L'hospitalisation aux États-Unis du premier ministre de Terre-Neuve, Danny Williams, soulève bien des questions à Ottawa... et à Washington.

La vice-première ministre de la province atlantique, Kathy Dunderdale, a confirmé hier matin que le chef du gouvernement de Terre-Neuve-et-Labrador se trouve actuellement aux États-Unis, afin d'y subir, dans les prochains jours, une opération chirurgicale au coeur.

Sans préciser la nature de l'acte médical, Mme Dunderdale s'est contentée de dire que le premier ministre Williams s'était rendu aux États-Unis à la recommandation de ses médecins, et que subir l'opération dans la province n'avait «jamais été une option».

 

L'opération est «sérieuse», mais le pronostic est bon, a ajouté la vice-première ministre. M. Williams pourrait s'absenter de son poste de trois à 12 semaines.

Bien que les informations soient jusqu'à présent fragmentaires, il n'en fallait pas plus pour donner des munitions aux opposants à la réforme du système de santé proposée par le président américain Barack Obama.

Hier, la blogosphère a été envahie de commentaires, sur certains sites politiquement à droite, discréditant le système canadien de santé publique et vantant le statu quo aux États-Unis. Pour plusieurs, l'histoire du premier ministre révèle les faiblesses d'un système canadien vanté par les partisans de la réforme proposée par le président Obama.

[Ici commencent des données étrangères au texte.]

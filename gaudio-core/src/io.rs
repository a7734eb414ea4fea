// Symphonia
// Copyright (c) 2019-2022 The Project Symphonia Developers.
//
// This Source Code Form is subject to the terms of the Mozilla Public
// License, v. 2.0. If a copy of the MPL was not distributed with this
// file, You can obtain one at https://mozilla.org/MPL/2.0/.

//! The file I/O callback contract. The engine never opens paths itself; it is handed a
//! [`StreamSource`] and reads from it at arbitrary offsets.

use std::io;

/// A seekable, offset-addressed byte source. Unlike [`std::io::Read`], reads are positioned
/// explicitly by `offset` rather than by an internal cursor, because channel descriptors
/// ([`crate::channel::ChannelDescriptor`]) already carry their own byte offsets and re-entrant
/// reads across interleaved channels would otherwise require a stateful cursor per channel.
pub trait StreamSource: Send {
    /// Reads up to `buf.len()` bytes starting at `offset`, returning the number of bytes
    /// actually read. A short read indicates end-of-file; it is not an error.
    fn read(&mut self, buf: &mut [u8], offset: u64) -> io::Result<usize>;

    /// Total size of the source in bytes, if known.
    fn size(&self) -> u64;

    /// Produces an independent handle to the same underlying data, for re-entrant reads (one
    /// handle per channel in interleaved layouts).
    fn try_clone(&self) -> io::Result<Box<dyn StreamSource>>;
}

/// Reads exactly `buf.len()` bytes at `offset`, treating a short read as an unexpected EOF.
pub fn read_exact_at(source: &mut dyn StreamSource, buf: &mut [u8], offset: u64) -> io::Result<()> {
    let n = source.read(buf, offset)?;
    if n != buf.len() {
        return Err(io::Error::from(io::ErrorKind::UnexpectedEof));
    }
    Ok(())
}

/// A [`StreamSource`] backed by an in-memory byte slice. Used by tests and by small embedded
/// assets; mirrors the teacher's `ReadOnlySource` in spirit.
#[derive(Debug, Clone)]
pub struct MemorySource {
    data: std::sync::Arc<Vec<u8>>,
}

impl MemorySource {
    pub fn new(data: Vec<u8>) -> Self {
        MemorySource { data: std::sync::Arc::new(data) }
    }
}

impl StreamSource for MemorySource {
    fn read(&mut self, buf: &mut [u8], offset: u64) -> io::Result<usize> {
        let offset = offset as usize;
        if offset >= self.data.len() {
            return Ok(0);
        }
        let available = &self.data[offset..];
        let n = available.len().min(buf.len());
        buf[..n].copy_from_slice(&available[..n]);
        Ok(n)
    }

    fn size(&self) -> u64 {
        self.data.len() as u64
    }

    fn try_clone(&self) -> io::Result<Box<dyn StreamSource>> {
        Ok(Box::new(self.clone()))
    }
}

/// A [`StreamSource`] backed by an open [`std::fs::File`]. Each read seeks to `offset` first,
/// since `StreamSource` is offset-addressed rather than cursor-based; `try_clone` reopens the
/// same path rather than duplicating the file descriptor, mirroring the teacher's
/// `std::fs::File: MediaSource` impl but adapted to this crate's explicit-offset contract.
pub struct FileSource {
    file: std::fs::File,
    len: u64,
}

impl FileSource {
    pub fn open<P: AsRef<std::path::Path>>(path: P) -> io::Result<Self> {
        let file = std::fs::File::open(path)?;
        let len = file.metadata()?.len();
        Ok(FileSource { file, len })
    }
}

impl StreamSource for FileSource {
    fn read(&mut self, buf: &mut [u8], offset: u64) -> io::Result<usize> {
        use std::io::{Read, Seek, SeekFrom};
        self.file.seek(SeekFrom::Start(offset))?;
        let mut total = 0;
        while total < buf.len() {
            match self.file.read(&mut buf[total..]) {
                Ok(0) => break,
                Ok(n) => total += n,
                Err(e) if e.kind() == io::ErrorKind::Interrupted => continue,
                Err(e) => return Err(e),
            }
        }
        Ok(total)
    }

    fn size(&self) -> u64 {
        self.len
    }

    fn try_clone(&self) -> io::Result<Box<dyn StreamSource>> {
        Ok(Box::new(FileSource { file: self.file.try_clone()?, len: self.len }))
    }
}

#[cfg(test)]
mod tests {
    use super::*;

    #[test]
    fn memory_source_reads_at_offset() {
        let mut src = MemorySource::new(vec![1, 2, 3, 4, 5]);
        let mut buf = [0u8; 2];
        let n = src.read(&mut buf, 2).unwrap();
        assert_eq!(n, 2);
        assert_eq!(buf, [3, 4]);
    }

    #[test]
    fn memory_source_short_read_at_end() {
        let mut src = MemorySource::new(vec![1, 2, 3]);
        let mut buf = [0u8; 4];
        let n = src.read(&mut buf, 2).unwrap();
        assert_eq!(n, 1);
    }

    #[test]
    fn memory_source_past_end_is_empty() {
        let mut src = MemorySource::new(vec![1, 2, 3]);
        let mut buf = [0u8; 4];
        let n = src.read(&mut buf, 10).unwrap();
        assert_eq!(n, 0);
    }

    #[test]
    fn file_source_reads_at_offset_and_clones() {
        let mut path = std::env::temp_dir();
        path.push(format!("gaudio-core-io-test-{}.bin", std::process::id()));
        std::fs::write(&path, [10u8, 20, 30, 40, 50]).unwrap();

        let mut src = FileSource::open(&path).unwrap();
        assert_eq!(src.size(), 5);
        let mut buf = [0u8; 2];
        assert_eq!(src.read(&mut buf, 3).unwrap(), 2);
        assert_eq!(buf, [40, 50]);

        let mut cloned = src.try_clone().unwrap();
        let mut buf2 = [0u8; 1];
        assert_eq!(cloned.read(&mut buf2, 0).unwrap(), 1);
        assert_eq!(buf2, [10]);

        std::fs::remove_file(&path).unwrap();
    }
}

Les Canadiens «préfèrent payer que d'attendre», peut-on lire sur redstate.com. Si le système canadien était si bon, pourquoi un premier ministre irait-il aux États-Unis se faire soigner? demandent plusieurs blogueurs.

Exactement la réaction que redoutait Maude Barlow, présidente nationale du Conseil des Canadiens.

«J'espère vraiment que certains groupes n'en profiteront pas pour affirmer que le système de santé canadien est inférieur. J'ai bien peur que c'est ce qui arrive, a souligné Mme Barlow. Notre système peut être amélioré, comme tous les systèmes, mais il n'est pas brisé. Et nous n'avons certainement pas besoin d'un système comme celui des États-Unis, où 50 millions d'Américains n'ont pas d'assurance pour les soins de santé.»

Grande défenderesse des soins de santé publics universels, Mme Barlow redoute que les partisans du privé n'utilisent cet exemple précis pour discréditer le système canadien.

«Nous ne savons pas pour quelle raison il se rend là-bas et, évidemment, il faudra lui demander ce qu'il ne pouvait pas recevoir comme soins, ici au Canada, a-t-elle soutenu, critique. On ne sait pas non plus qui va payer pour ses soins. Mais ce n'est pas nouveau que des Canadiens fortunés se rendent aux États-Unis. Par contre, ils n'ont pas besoin de le faire. Si c'est une opération sérieuse, ils peuvent avoir un excellent service ici.»

À Ottawa, ministres et députés de tous les partis, prudents, ont souhaité un prompt rétablissement à M. Williams. Mais la décision d'aller aux États-Unis soulève là aussi des questionnements.

«Si c'est quelque chose qu'on peut faire ici, ça donne un très mauvais exemple, a estimé le député du NPD Yvon Godin, sur les ondes de CTV. Ça envoie le message aux Canadiens que les pauvres ne peuvent pas recevoir des soins, mais les riches, oui. Et ça donne des arguments à ceux en faveur du privé en santé au Canada aussi.»

Selon M. Godin, ce n'est pas l'exemple que doit donner un premier ministre d'une province qui fait la promotion du système public.